US Daily Cash Deficit 10/21/2014

The US Daily Cash Deficit for Tuesday 10/21/2014 was $2.0B bringing the October 2014 deficit through 21 days to $50B and the 2014 YTD through 295 days to $484B.

2014-10-21B USDD

Very little YOY change on the day, so let’s take a look at our new charts….the YTD charts on the bottom. What we are doing is comparing 2006-2014 revenues, outlays, and deficit through the same number of days….in this case 295. The charts used to only go back to 2009…I’ve added in 2006-2008..interesting times if I recall.

Revenues:

Revenues are obviously on track to hit a new record, but looking back to 2006 gives us a good reference. Over the 8 year period, we look like we are averaging about 3% annual growth in revenues….though obviously there we had a large range of change…from ~-10% to the +~15% we saw in 2013. ~3% is a long term # I can believe in…moderate growth in GDP, plus population growth and inflation.

Outlays:

Our chart clearly shows the huge spike in outlays from 2008-2009, followed by going on 6 years of more or less flat outlays. I tend to think 2015 will be the year we start heading back up, but it’s not likely to be a spike…just a resumption of 2-3% growth.

Deficit:

If you pull 2006-2008 out….you could have a graphic for a democratic campaign poster….not that it would help 🙂 (contact me for licencing info…cash only please :)) This is pretty much the story of the last 8 years…a huge spike followed by annual improvement..but still at a pretty high rate. The question is…..where are we headed? Clearly if the trend continues, we’ll be deficit free in 3-5 years, but I wouldn’t bet on that horse. I’ve been wrong before, but my guess is that we are fairly close to a plateau.
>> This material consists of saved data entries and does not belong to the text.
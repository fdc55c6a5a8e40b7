//! ECMAScript-compatible number rendering.

use crate::error::CanonicalizeError;

/// Render a finite `f64` the way ECMAScript's `Number::toString` does:
/// shortest round-trip digits, plain decimal notation while the decimal
/// exponent stays in `(-7, 21]`, and `e+NN` / `e-NN` notation outside it.
///
/// # Errors
///
/// Returns [`CanonicalizeError::InvalidNumber`] for NaN and infinities.
pub fn format_f64(x: f64) -> Result<String, CanonicalizeError> {
    if !x.is_finite() {
        return Err(CanonicalizeError::InvalidNumber);
    }
    if x == 0.0 {
        // Covers -0.0 as well: both canonicalise to "0".
        return Ok("0".to_owned());
    }

    // `{:e}` gives the shortest round-trip digits in scientific form,
    // e.g. "3.333333333333333e8" or "2e-3".
    let sci = format!("{:e}", x.abs());
    let (mantissa, exp) = sci
        .split_once('e')
        .ok_or(CanonicalizeError::InvalidNumber)?;
    let exp: i64 = exp.parse().map_err(|_| CanonicalizeError::InvalidNumber)?;
    let digits: String = mantissa.chars().filter(|&c| c != '.').collect();

    let k = i64::try_from(digits.len()).map_err(|_| CanonicalizeError::InvalidNumber)?;
    // x = digits · 10^(n - k), with the decimal point after position n.
    let n = exp + 1;

    let mut out = String::new();
    if x < 0.0 {
        out.push('-');
    }
    if k <= n && n <= 21 {
        out.push_str(&digits);
        for _ in 0..(n - k) {
            out.push('0');
        }
    } else if 0 < n && n <= 21 {
        let split = usize::try_from(n).map_err(|_| CanonicalizeError::InvalidNumber)?;
        out.push_str(&digits[..split]);
        out.push('.');
        out.push_str(&digits[split..]);
    } else if -6 < n && n <= 0 {
        out.push_str("0.");
        for _ in 0..(-n) {
            out.push('0');
        }
        out.push_str(&digits);
    } else {
        out.push_str(&digits[..1]);
        if digits.len() > 1 {
            out.push('.');
            out.push_str(&digits[1..]);
        }
        out.push('e');
        if n - 1 >= 0 {
            out.push('+');
        }
        out.push_str(&(n - 1).to_string());
    }
    Ok(out)
}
Over the next 12 months or so revenue gains will slow and cost pressures will mount resulting in a plateau around the $500B range (annual…charts above are through 295 days). For reference, the TTM deficit through September was at $616B. After that…it will turn around and start heading up at a moderate rate. Of course that assumes no shocks….I can’t forecast those, so I haven’t even tried. Looking back to the last recession…TTM revenues peaked in 4/2008 before falling 17% and bottoming out in 11/2009….lets hope we don’t get another one of those.